Directions for this task: Each record is to be printed again precisely as it reads.

Task input:
//! The remote font collaborator.

use super::error::FontFetchError;

/// Downloads font files. Implementations must bound how long a fetch may take.
pub trait FontFetcher: Send + Sync {
    /// Returns the raw bytes of the font file at `url`.
    fn fetch(&self, url: &str) -> Result<Vec<u8>, FontFetchError>;
}

/// A fetcher that never reaches the network. Used in the browser build and
/// for fully offline resolvers.
#[derive(Debug, Default, Clone, Copy)]
pub struct NoFontFetcher;

impl FontFetcher for NoFontFetcher {
    fn fetch(&self, url: &str) -> Result<Vec<u8>, FontFetchError> {
        Err(FontFetchError::Unavailable(format!(
            "no fetcher configured for {}",
            url
        )))
    }
}

#[cfg(not(target_arch = "wasm32"))]
pub use http::HttpFontFetcher;

#[cfg(not(target_arch = "wasm32"))]
mod http {
    use super::{FontFetchError, FontFetcher};
    use log::debug;
    use std::time::Duration;

    /// Blocking HTTP fetcher with a per-request timeout.
    #[derive(Debug, Clone)]
    pub struct HttpFontFetcher {
        client: reqwest::blocking::Client,
    }

    impl HttpFontFetcher {
        pub fn new(timeout: Duration) -> Result<Self, FontFetchError> {
            let client = reqwest::blocking::Client::builder()
                .timeout(timeout)
                .connect_timeout(timeout)
                .build()?;
            Ok(Self { client })
        }
    }

    impl FontFetcher for HttpFontFetcher {
        fn fetch(&self, url: &str) -> Result<Vec<u8>, FontFetchError> {
            debug!("[HttpFontFetcher] GET {}", url);
            let response = self.client.get(url).send()?;
            let status = response.status();
            if !status.is_success() {
                return Err(FontFetchError::HttpStatus {
                    status: status.as_u16(),
                    url: url.to_string(),
                });
            }
            let bytes = response.bytes()?;
            Ok(bytes.to_vec())
        }
    }
}
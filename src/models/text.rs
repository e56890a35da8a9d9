// src/models/text.rs

use log::debug;
use serde::{Deserialize, Serialize};
use std::path::PathBuf;

/// Default body text color.
pub const DEFAULT_TEXT_COLOR: &str = "#000000";

/// Horizontal alignment of a paragraph inside its element.
#[derive(Debug, Clone, Copy, Default, PartialEq, Eq, Serialize, Deserialize)]
#[serde(rename_all = "SCREAMING_SNAKE_CASE")]
pub enum Alignment {
    /// The paragraph is aligned to the start of the line (left for LTR text).
    #[default]
    Start,
    /// The paragraph is centered.
    Center,
    /// The paragraph is aligned to the end of the line.
    End,
}

/// Concrete rendering style of a run of text.
#[derive(Debug, Clone, PartialEq, Serialize, Deserialize)]
#[serde(rename_all = "camelCase")]
pub struct RunStyle {
    pub bold: bool,
    pub italic: bool,
    pub underline: bool,
    pub strikethrough: bool,
    /// The font family name used to render the run.
    pub font_family: String,
    /// The font size in points.
    pub font_size_pt: f64,
    /// Foreground color as `#RRGGBB`.
    pub color: String,
    /// Resolved font file. `None` when the family could not be resolved and the
    /// renderer should fall back to its default font.
    #[serde(default, skip_serializing_if = "Option::is_none")]
    pub font_file: Option<PathBuf>,
}

impl RunStyle {
    /// Plain style in the given family and size.
    pub fn plain(font_family: &str, font_size_pt: f64) -> Self {
        Self {
            bold: false,
            italic: false,
            underline: false,
            strikethrough: false,
            font_family: font_family.to_string(),
            font_size_pt,
            color: DEFAULT_TEXT_COLOR.to_string(),
            font_file: None,
        }
    }
}

/// A segment of text with consistent styling.
#[derive(Debug, Clone, PartialEq, Serialize, Deserialize)]
#[serde(rename_all = "camelCase")]
pub struct StyledRun {
    /// The text content of this run.
    pub text: String,
    /// The styling applied to this run.
    #[serde(flatten)]
    pub style: RunStyle,
}

impl StyledRun {
    pub fn new(text: impl Into<String>, style: RunStyle) -> Self {
        Self {
            text: text.into(),
            style,
        }
    }
}

/// List marker carried by a paragraph.
#[derive(Debug, Clone, Copy, PartialEq, Eq, Serialize, Deserialize)]
#[serde(rename_all = "camelCase", tag = "kind")]
pub enum ListMarker {
    /// An unordered bullet at the given nesting level (0 = top level).
    Bullet { level: u8 },
    /// An ordered item with its number at the given nesting level.
    Numbered { number: u32, level: u8 },
}

/// A line/paragraph of styled text inside an element.
#[derive(Debug, Clone, Default, PartialEq, Serialize, Deserialize)]
#[serde(rename_all = "camelCase")]
pub struct StyledParagraph {
    /// Runs in reading order.
    pub runs: Vec<StyledRun>,
    /// Bullet or number, if the paragraph is a list item.
    #[serde(default, skip_serializing_if = "Option::is_none")]
    pub marker: Option<ListMarker>,
    #[serde(default)]
    pub alignment: Alignment,
}

impl StyledParagraph {
    pub fn new(runs: Vec<StyledRun>) -> Self {
        Self {
            runs,
            marker: None,
            alignment: Alignment::Start,
        }
    }

    /// The paragraph text with all runs concatenated.
    pub fn plain_text(&self) -> String {
        self.runs.iter().map(|r| r.text.as_str()).collect()
    }
}

/// Optional style values, typically parsed from placeholder annotations.
/// Set fields override the base style, unset fields keep it.
#[derive(Debug, Clone, Default, PartialEq, Serialize, Deserialize)]
#[serde(rename_all = "camelCase")]
pub struct StyleOverrides {
    pub bold: Option<bool>,
    pub italic: Option<bool>,
    pub underline: Option<bool>,
    pub strikethrough: Option<bool>,
    pub font_family: Option<String>,
    pub font_size_pt: Option<f64>,
    pub color: Option<String>,
}

impl StyleOverrides {
    pub fn is_empty(&self) -> bool {
        *self == StyleOverrides::default()
    }

    /// Merges these overrides onto `base`, returning the merged style.
    pub fn apply(&self, base: &RunStyle) -> RunStyle {
        let mut merged = base.clone();
        if let Some(bold) = self.bold {
            merged.bold = bold;
        }
        if let Some(italic) = self.italic {
            merged.italic = italic;
        }
        if let Some(underline) = self.underline {
            merged.underline = underline;
        }
        if let Some(strikethrough) = self.strikethrough {
            merged.strikethrough = strikethrough;
        }
        if let Some(family) = &self.font_family {
            merged.font_family = family.clone();
            // the previous file belonged to another family
            merged.font_file = None;
        }
        if let Some(size) = self.font_size_pt {
            merged.font_size_pt = size;
        }
        if let Some(color) = &self.color {
            merged.color = color.clone();
        }
        debug!("[StyleOverrides::apply] {:?} -> {:?}", self, merged);
        merged
    }
}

Response below:
//! The remote font collaborator.

use super::error::FontFetchError;

/// Downloads font files. Implementations must bound how long a fetch may take.
pub trait FontFetcher: Send + Sync {
    /// Returns the raw bytes of the font file at `url`.
    fn fetch(&self, url: &str) -> Result<Vec<u8>, FontFetchError>;
}

/// A fetcher that never reaches the network. Used in the browser build and
/// for fully offline resolvers.
#[derive(Debug, Default, Clone, Copy)]
pub struct NoFontFetcher;

impl FontFetcher for NoFontFetcher {
    fn fetch(&self, url: &str) -> Result<Vec<u8>, FontFetchError> {
        Err(FontFetchError::Unavailable(format!(
            "no fetcher configured for {}",
            url
        )))
    }
}

#[cfg(not(target_arch = "wasm32"))]
pub use http::HttpFontFetcher;

#[cfg(not(target_arch = "wasm32"))]
mod http {
    use super::{FontFetchError, FontFetcher};
    use log::debug;
    use std::time::Duration;

    /// Blocking HTTP fetcher with a per-request timeout.
    #[derive(Debug, Clone)]
    pub struct HttpFontFetcher {
        client: reqwest::blocking::Client,
    }

    impl HttpFontFetcher {
        pub fn new(timeout: Duration) -> Result<Self, FontFetchError> {
            let client = reqwest::blocking::Client::builder()
                .timeout(timeout)
                .connect_timeout(timeout)
                .build()?;
            Ok(Self { client })
        }
    }

    impl FontFetcher for HttpFontFetcher {
        fn fetch(&self, url: &str) -> Result<Vec<u8>, FontFetchError> {
            debug!("[HttpFontFetcher] GET {}", url);
            let response = self.client.get(url).send()?;
            let status = response.status();
            if !status.is_success() {
                return Err(FontFetchError::HttpStatus {
                    status: status.as_u16(),
                    url: url.to_string(),
                });
            }
            let bytes = response.bytes()?;
            Ok(bytes.to_vec())
        }
    }
}
filename src/models/text.rs
repository e56890a35da8a9d9
// src/models/text.rs

use log::debug;
use serde::{Deserialize, Serialize};
use std::path::PathBuf;

/// Default body text color.
pub const DEFAULT_TEXT_COLOR: &str = "#000000";

/// Horizontal alignment of a paragraph inside its element.
#[derive(Debug, Clone, Copy, Default, PartialEq, Eq, Serialize, Deserialize)]
#[serde(rename_all = "SCREAMING_SNAKE_CASE")]
pub enum Alignment {
    /// The paragraph is aligned to the start of the line (left for LTR text).
    #[default]
    Start,
    /// The paragraph is centered.
    Center,
    /// The paragraph is aligned to the end of the line.
    End,
}

/// Concrete rendering style of a run of text.
#[derive(Debug, Clone, PartialEq, Serialize, Deserialize)]
#[serde(rename_all = "camelCase")]
pub struct RunStyle {
    pub bold: bool,
    pub italic: bool,
    pub underline: bool,
    pub strikethrough: bool,
    /// The font family name used to render the run.
    pub font_family: String,
    /// The font size in points.
    pub font_size_pt: f64,
    /// Foreground color as `#RRGGBB`.
    pub color: String,
    /// Resolved font file. `None` when the family could not be resolved and the
    /// renderer should fall back to its default font.
    #[serde(default, skip_serializing_if = "Option::is_none")]
    pub font_file: Option<PathBuf>,
}

impl RunStyle {
    /// Plain style in the given family and size.
    pub fn plain(font_family: &str, font_size_pt: f64) -> Self {
        Self {
            bold: false,
            italic: false,
            underline: false,
            strikethrough: false,
            font_family: font_family.to_string(),
            font_size_pt,
            color: DEFAULT_TEXT_COLOR.to_string(),
            font_file: None,
        }
    }
}

/// A segment of text with consistent styling.
#[derive(Debug, Clone, PartialEq, Serialize, Deserialize)]
#[serde(rename_all = "camelCase")]
pub struct StyledRun {
    /// The text content of this run.
    pub text: String,
    /// The styling applied to this run.
    #[serde(flatten)]
    pub style: RunStyle,
}

impl StyledRun {
    pub fn new(text: impl Into<String>, style: RunStyle) -> Self {
        Self {
            text: text.into(),
            style,
        }
    }
}

/// List marker carried by a paragraph.
#[derive(Debug, Clone, Copy, PartialEq, Eq, Serialize, Deserialize)]
#[serde(rename_all = "camelCase", tag = "kind")]
pub enum ListMarker {
    /// An unordered bullet at the given nesting level (0 = top level).
    Bullet { level: u8 },
    /// An ordered item with its number at the given nesting level.
    Numbered { number: u32, level: u8 },
}

/// A line/paragraph of styled text inside an element.
#[derive(Debug, Clone, Default, PartialEq, Serialize, Deserialize)]
#[serde(rename_all = "camelCase")]
pub struct StyledParagraph {
    /// Runs in reading order.
    pub runs: Vec<StyledRun>,
    /// Bullet or number, if the paragraph is a list item.
    #[serde(default, skip_serializing_if = "Option::is_none")]
    pub marker: Option<ListMarker>,
    #[serde(default)]
    pub alignment: Alignment,
}

impl StyledParagraph {
    pub fn new(runs: Vec<StyledRun>) -> Self {
        Self {
            runs,
            marker: None,
            alignment: Alignment::Start,
        }
    }

    /// The paragraph text with all runs concatenated.
    pub fn plain_text(&self) -> String {
        self.runs.iter().map(|r| r.text.as_str()).collect()
    }
}

/// Optional style values, typically parsed from placeholder annotations.
/// Set fields override the base style, unset fields keep it.
#[derive(Debug, Clone, Default, PartialEq, Serialize, Deserialize)]
#[serde(rename_all = "camelCase")]
pub struct StyleOverrides {
    pub bold: Option<bool>,
    pub italic: Option<bool>,
    pub underline: Option<bool>,
    pub strikethrough: Option<bool>,
    pub font_family: Option<String>,
    pub font_size_pt: Option<f64>,
    pub color: Option<String>,
}

impl StyleOverrides {
    pub fn is_empty(&self) -> bool {
        *self == StyleOverrides::default()
    }

    /// Merges these overrides onto `base`, returning the merged style.
    pub fn apply(&self, base: &RunStyle) -> RunStyle {
        let mut merged = base.clone();
        if let Some(bold) = self.bold {
            merged.bold = bold;
        }
        if let Some(italic) = self.italic {
            merged.italic = italic;
        }
        if let Some(underline) = self.underline {
            merged.underline = underline;
        }
        if let Some(strikethrough) = self.strikethrough {
            merged.strikethrough = strikethrough;
        }
        if let Some(family) = &self.font_family {
            merged.font_family = family.clone();
            // the previous file belonged to another family
            merged.font_file = None;
        }
        if let Some(size) = self.font_size_pt {
            merged.font_size_pt = size;
        }
        if let Some(color) = &self.color {
            merged.color = color.clone();
        }
        debug!("[StyleOverrides::apply] {:?} -> {:?}", self, merged);
        merged
    }
}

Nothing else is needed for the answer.